District of Columbia Ban on Non-Competes Significantly Limited by Subsequent Amendment Act


On July 12, 2022, the D.C. Council voted to significantly revise and “clarify” the expansive Ban on Non-Compete Agreements Amendment Act of 2020 (the “Act”).[1]  These changes materially limit the scope and reach of the controversial Act, the enforcement of which had been met with a series of delays. 


As discussed in a previous client alert, the Act was generally viewed to be one of the most comprehensive bans on employee non-competes to date, and created a forward-looking prohibition barring any employer operating in the District of Columbia from “request[ing] or requir[ing] any employee working in the District of Columbia to agree to a non-compete policy or agreement.”[2]  

The Act also contained an expansive definition of the term “non-compete” that covered any provision that “prohibits the employee from being simultaneously or subsequently employed by another person, performing work or providing services for pay for another person, or operating the employee’s own business.”[3]  Critics of the Act noted that this provision could arguably reach anti-moonlighting policies common to employment agreements and policies. 

The Act further contained several notice provisions requiring employers to inform new employees of the Act’s ban on non-competes, and strictly prohibited employers from retaliating against employees who refused to sign, or otherwise comply with, a prohibited non-compete policy or agreement.  These Act was given teeth by the threat of civil or administrative penalties for non-compliance.

Delays and July 2022 Changes

The Act was set to become enforceable on October 1, 2021, but was delayed until April 1, 2022 following an amendment styled the Non-Compete Conflict of Interest Clarification Amendment Act of 2021 (the “Amendment Act”). [4]  In light of a request by the D.C. Council’s Committee on Labor and Workforce Development to provide additional time to consider the proposed amendment, and to work with business leaders regarding the amendment, the Ban on Non-Compete Agreements Applicability Emergency Declaration Resolution of 2022 was signed by District of Columbia Mayor Muriel Bowser, delaying enforcement again.

On July 12, 2022, the Council passed the Amendment Act, sending it to Mayor Bowser on July 21, 2022.  Mayor Bowser’s response is due on August 4, 2022, and it is expected that the Amendment Act will be signed into law, becoming effective on October 1, 2022.

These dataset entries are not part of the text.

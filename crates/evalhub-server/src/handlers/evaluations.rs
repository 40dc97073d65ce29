use std::collections::HashSet;

use axum::extract::State;
use evalhub_api::{ApiError, ApiResponse};
use evalhub_auth::{BearerAuth, policy};
use evalhub_core::{
    Evaluation, EvaluationQuestion, Model, Question, ResourceId, ResourceType, User,
};
use evalhub_storage::{FindScope, RecordFilter};
use serde_json::{Value, json};

use super::{ApiResult, JsonBody, draft, merge, permit, to_json_list, wrap};
use crate::resolver::{RequestParams, ResolveAction};
use crate::server::AppState;

const PERMITTED: &[&str] = &["name", "description", "is_active"];

pub async fn index(
    State(state): State<AppState>,
    BearerAuth(principal): BearerAuth,
    params: RequestParams,
) -> ApiResult {
    let chain = state
        .resolver
        .resolve(ResourceType::Institution, &params, ResolveAction::Read)
        .await?;
    policy::require_instructor(&principal)?;
    policy::require_same_tenant(&principal, &chain)?;

    let filter = RecordFilter::new().referencing(ResourceType::Institution, chain.target().id());
    let evaluations = state.storage.list(ResourceType::Evaluation, &filter).await?;
    Ok(ApiResponse::ok(
        "Evaluations retrieved successfully",
        wrap("evaluations", to_json_list(&evaluations)),
    ))
}

/// Creates an evaluation with a fresh access code.
pub async fn create(
    State(state): State<AppState>,
    BearerAuth(principal): BearerAuth,
    params: RequestParams,
    body: JsonBody,
) -> ApiResult {
    let chain = state
        .resolver
        .resolve(ResourceType::Institution, &params, ResolveAction::Read)
        .await?;
    policy::require_instructor(&principal)?;
    policy::require_same_tenant(&principal, &chain)?;

    let mut attributes = permit(&body.resource("evaluation"), PERMITTED);
    attributes.insert(
        ResourceType::Institution.id_param(),
        Value::from(chain.target().id().get()),
    );
    let evaluation = state
        .storage
        .create(draft(ResourceType::Evaluation, attributes, &["name"])?)
        .await?;
    tracing::info!(
        evaluation_id = %evaluation.id(),
        institution_id = %chain.target().id(),
        "evaluation created"
    );
    Ok(ApiResponse::created(
        "Evaluation created successfully",
        wrap("evaluation", evaluation.to_json()),
    ))
}

pub async fn show(
    State(state): State<AppState>,
    BearerAuth(principal): BearerAuth,
    params: RequestParams,
) -> ApiResult {
    let chain = state
        .resolver
        .resolve(ResourceType::Evaluation, &params, ResolveAction::Read)
        .await?;
    policy::require_instructor(&principal)?;
    policy::require_access(&principal, &chain)?;

    let questions = ordered_questions(&state, chain.target().id()).await?;
    let mut evaluation = chain.target().to_json();
    if let Value::Object(map) = &mut evaluation {
        let questions = questions
            .iter()
            .map(|(_, question)| {
                json!({
                    "id": question.id,
                    "question_text": question.question_text,
                    "question_type": question.question_type,
                    "options": question.options,
                })
            })
            .collect();
        map.insert("questions".into(), Value::Array(questions));
    }
    Ok(ApiResponse::ok(
        "Evaluation retrieved successfully",
        wrap("evaluation", evaluation),
    ))
}

pub async fn update(
    State(state): State<AppState>,
    BearerAuth(principal): BearerAuth,
    params: RequestParams,
    body: JsonBody,
) -> ApiResult {
    let chain = state
        .resolver
        .resolve(ResourceType::Evaluation, &params, ResolveAction::Read)
        .await?;
    policy::require_management(&principal, &chain)?;

    let attributes = permit(&body.resource("evaluation"), PERMITTED);
    let updated = state
        .storage
        .update(merge(chain.target(), &attributes)?)
        .await?;
    Ok(ApiResponse::ok(
        "Evaluation updated successfully",
        wrap("evaluation", updated.to_json()),
    ))
}

/// Soft delete; see [`restore`].
pub async fn destroy(
    State(state): State<AppState>,
    BearerAuth(principal): BearerAuth,
    params: RequestParams,
) -> ApiResult {
    let chain = state
        .resolver
        .resolve(ResourceType::Evaluation, &params, ResolveAction::Read)
        .await?;
    policy::require_management(&principal, &chain)?;

    let id = chain.target().id();
    state.storage.delete(ResourceType::Evaluation, id).await?;
    tracing::info!(evaluation_id = %id, user_id = %principal.id, "evaluation deleted");
    Ok(ApiResponse::message("Evaluation deleted successfully"))
}

pub async fn restore(
    State(state): State<AppState>,
    BearerAuth(principal): BearerAuth,
    params: RequestParams,
) -> ApiResult {
    let chain = state
        .resolver
        .resolve(ResourceType::Evaluation, &params, ResolveAction::Restore)
        .await?;
    policy::require_management(&principal, &chain)?;

    let restored = state
        .storage
        .restore(ResourceType::Evaluation, chain.target().id())
        .await?;
    tracing::info!(evaluation_id = %restored.id(), user_id = %principal.id, "evaluation restored");
    Ok(ApiResponse::ok(
        "Evaluation restored successfully",
        wrap("evaluation", restored.to_json()),
    ))
}

/// Unauthenticated entry point for respondents. A supplied access code must
/// match the evaluation's.
pub async fn join(State(state): State<AppState>, params: RequestParams) -> ApiResult {
    let chain = state
        .resolver
        .resolve(ResourceType::Evaluation, &params, ResolveAction::Read)
        .await?;
    let Some(evaluation) = chain.target_as::<Evaluation>() else {
        return Err(ApiError::internal("evaluation chain without evaluation"));
    };
    if let Some(code) = params.get("access_code") {
        if code != evaluation.access_code {
            tracing::debug!(evaluation_id = %evaluation.id, "join with wrong access code");
            return Err(ApiError::unauthorized("Invalid access code"));
        }
    }

    let questions: Vec<Value> = ordered_questions(&state, evaluation.id)
        .await?
        .into_iter()
        .map(|(link, question)| {
            json!({
                "id": link.id,
                "question_id": question.id,
                "question_text": question.question_text,
                "question_type": question.question_type,
                "options": question.options,
                "position": link.position,
            })
        })
        .collect();
    Ok(ApiResponse::ok(
        "Successfully joined evaluation",
        json!({"evaluation": evaluation, "questions": questions}),
    ))
}

/// Every answer submitted to the evaluation, with its author and question.
pub async fn responses(
    State(state): State<AppState>,
    BearerAuth(principal): BearerAuth,
    params: RequestParams,
) -> ApiResult {
    let chain = state
        .resolver
        .resolve(ResourceType::Evaluation, &params, ResolveAction::Read)
        .await?;
    policy::require_instructor(&principal)?;
    policy::require_access(&principal, &chain)?;

    let mut responses = Vec::new();
    for (link, question) in ordered_questions(&state, chain.target().id()).await? {
        let filter = RecordFilter::new().referencing(ResourceType::EvaluationQuestion, link.id);
        for answer in state.storage.list(ResourceType::Answer, &filter).await? {
            let author = match answer.foreign_key(ResourceType::User) {
                Some(id) => state
                    .storage
                    .find(ResourceType::User, id, FindScope::Active)
                    .await?
                    .and_then(User::from_record),
                None => None,
            };
            let mut response = answer.to_json();
            if let Value::Object(map) = &mut response {
                map.insert(
                    "user".into(),
                    author.map_or(Value::Null, |u| json!({"id": u.id, "name": u.name})),
                );
                map.insert(
                    "evaluation_question".into(),
                    json!({
                        "id": link.id,
                        "position": link.position,
                        "question": {
                            "id": question.id,
                            "question_text": question.question_text,
                            "question_type": question.question_type,
                        },
                    }),
                );
            }
            responses.push(response);
        }
    }
    Ok(ApiResponse::ok(
        "Responses retrieved successfully",
        json!({ "responses": responses }),
    ))
}

/// The evaluation's links ordered by position, each with its question.
/// Links whose question is soft-deleted are skipped.
pub(crate) async fn ordered_questions(
    state: &AppState,
    evaluation_id: ResourceId,
) -> Result<Vec<(EvaluationQuestion, Question)>, ApiError> {
    let filter = RecordFilter::new().referencing(ResourceType::Evaluation, evaluation_id);
    let mut links: Vec<EvaluationQuestion> = state
        .storage
        .list(ResourceType::EvaluationQuestion, &filter)
        .await?
        .into_iter()
        .filter_map(EvaluationQuestion::from_record)
        .collect();
    links.sort_by_key(|link| (link.position, link.id));

    let ids: HashSet<ResourceId> = links.iter().map(|link| link.question_id).collect();
    let questions: Vec<Question> = state
        .storage
        .list(ResourceType::Question, &RecordFilter::new().with_ids(ids))
        .await?
        .into_iter()
        .filter_map(Question::from_record)
        .collect();

    Ok(links
        .into_iter()
        .filter_map(|link| {
            let question = questions.iter().find(|q| q.id == link.question_id)?.clone();
            Some((link, question))
        })
        .collect())
}
//! Startup seed data.

use anyhow::Context;
use evalhub_auth::hash_password;
use evalhub_core::{NewInstitution, NewUser, ResourceId, ResourceType, Role};
use evalhub_storage::{DynStorage, RecordFilter};

use crate::config::{BootstrapConfig, SeedInstructor};

/// Creates the configured institution and instructor when they do not exist.
/// Running it twice is a no-op.
pub async fn seed(storage: &DynStorage, cfg: &BootstrapConfig) -> anyhow::Result<()> {
    let Some(seed) = &cfg.institution else {
        return Ok(());
    };

    let filter = RecordFilter::new().with_attribute("name", seed.name.as_str());
    let institution_id = match storage.first(ResourceType::Institution, &filter).await? {
        Some(existing) => existing.id(),
        None => {
            let created = storage
                .create(
                    NewInstitution {
                        name: seed.name.clone(),
                        description: seed.description.clone(),
                    }
                    .into(),
                )
                .await
                .context("seeding institution")?;
            tracing::info!(institution_id = %created.id(), name = %seed.name, "seeded institution");
            created.id()
        }
    };

    if let Some(instructor) = &seed.instructor {
        seed_instructor(storage, institution_id, instructor).await?;
    }
    Ok(())
}

async fn seed_instructor(
    storage: &DynStorage,
    institution_id: ResourceId,
    instructor: &SeedInstructor,
) -> anyhow::Result<()> {
    let filter = RecordFilter::new()
        .referencing(ResourceType::Institution, institution_id)
        .with_attribute("email", instructor.email.as_str());
    if storage.first(ResourceType::User, &filter).await?.is_some() {
        return Ok(());
    }

    let password_hash = hash_password(&instructor.password)
        .map_err(|e| anyhow::anyhow!("hashing seed instructor password: {e}"))?;
    let created = storage
        .create(
            NewUser {
                institution_id,
                name: instructor.name.clone(),
                email: Some(instructor.email.clone()),
                role: Role::Instructor,
                password_hash: Some(password_hash),
            }
            .into(),
        )
        .await
        .context("seeding instructor")?;
    tracing::info!(user_id = %created.id(), institution_id = %institution_id, "seeded instructor");
    Ok(())
}

#[cfg(test)]
mod tests {
    use super::*;
    use crate::config::SeedInstitution;
    use evalhub_auth::verify_password;
    use evalhub_core::{Model, User};
    use evalhub_db_memory::InMemoryStorage;
    use std::sync::Arc;

    fn config() -> BootstrapConfig {
        BootstrapConfig {
            institution: Some(SeedInstitution {
                name: "Acme".into(),
                description: Some("Seeded".into()),
                instructor: Some(SeedInstructor {
                    name: "Ines".into(),
                    email: "ines@acme.edu".into(),
                    password: "s3cret".into(),
                }),
            }),
        }
    }

    #[tokio::test]
    async fn seeds_once() {
        let storage: DynStorage = Arc::new(InMemoryStorage::new());
        seed(&storage, &config()).await.unwrap();
        seed(&storage, &config()).await.unwrap();

        let institutions = storage
            .list(ResourceType::Institution, &RecordFilter::new())
            .await
            .unwrap();
        assert_eq!(institutions.len(), 1);

        let users = storage
            .list(ResourceType::User, &RecordFilter::new())
            .await
            .unwrap();
        assert_eq!(users.len(), 1);
        let user = User::from_record(users[0].clone()).unwrap();
        assert!(user.is_instructor());
        assert!(verify_password("s3cret", user.password_hash.as_deref().unwrap()).unwrap());
    }

    #[tokio::test]
    async fn empty_config_seeds_nothing() {
        let storage: DynStorage = Arc::new(InMemoryStorage::new());
        seed(&storage, &BootstrapConfig::default()).await.unwrap();
        assert!(
            storage
                .list(ResourceType::Institution, &RecordFilter::new())
                .await
                .unwrap()
                .is_empty()
        );
    }
}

Among its key provisions, the Amendment Act excludes many “highly compensated employees” as well as “broadcast employees”[5]  from the ban on non-competes.  Notably, the Amendment Act does permit employers to enter into non-competes with highly compensated employees, subject to certain statutorily defined restrictions (e.g., the NDA must be in writing, specify the functional and geographical scope of the restriction, and cannot exceed certain time limits).

The Amendment Act also redefines “covered employees” as those who “spend more than 50% of his or her work time for the employer working in the District” or whose employment is based in the District, spends a substantial amount of his or her work time in the District, and does not work in another jurisdiction for 50% of their work time.  Taken together, these modifications would exclude many employees who travel to the District for work-reasons (e.g., for employment activities related to national politics), but are not employed full-time there. 

The Amendment Act also modified the “anti-moonlighting” provisions contained in the Act, making clear that prohibitions must reflect a reasonable belief of an employer that the employee’s work for another would result in a disclosure of confidential or proprietary information, constitute a violation of an established conflict of interest rule, constitute a “conflict of commitment if the employee is employed by a higher education institution” or impair the employee’s ability to comply with a law, regulation, contract, or grant agreement. 

Among other things, the Amendment Act preserves much of the notice and anti-retaliation requirements found in the Act, as well as the ability to impose penalties for non-compliance. 

Other Attempted Bans and Takeaways

As discussed in numerous Butzel Client Alerts, there has been a recent uptick in state and federal efforts to substantially limit, or even ban, non-compete agreements.  These bans are often met with strong business resistance, as was the case here, are often tailored to reflect the concerns of those constituencies.  Butzel and its Non-Compete/Trade Secret team continues to track and analyze legislation regarding non-compete agreements and other restrictive covenants, and continues to advise businesses on how to navigate the ever-changing legal landscape here. 

William Kraus

[1] D.C. Law 23-209; D.C. Official Code § 32-581.01 et seq.

[2] Id. at § 102(e)(2).  Notably, certain employers (e.g., the federal government or District of Columbia) and certain categories of employees were exempted from the Act.  Id. at § 101(3). 

[3] Id. at § 101(5). 

[4] D.C. Bill 24-256.

[5] This term is defined by the Amendment Act to mean “an on- or off-air creator (such as an anchor, disc jockey, editor, producer, program host, reporter or writer” or legal entities that own or operate a television station or network, a radio station or network, a cable station or network, satellite-based services similar to a broadcast station or network, or “any other entity that provides broadcasting services such as news, weather, traffic, sports, or entertainment programming.”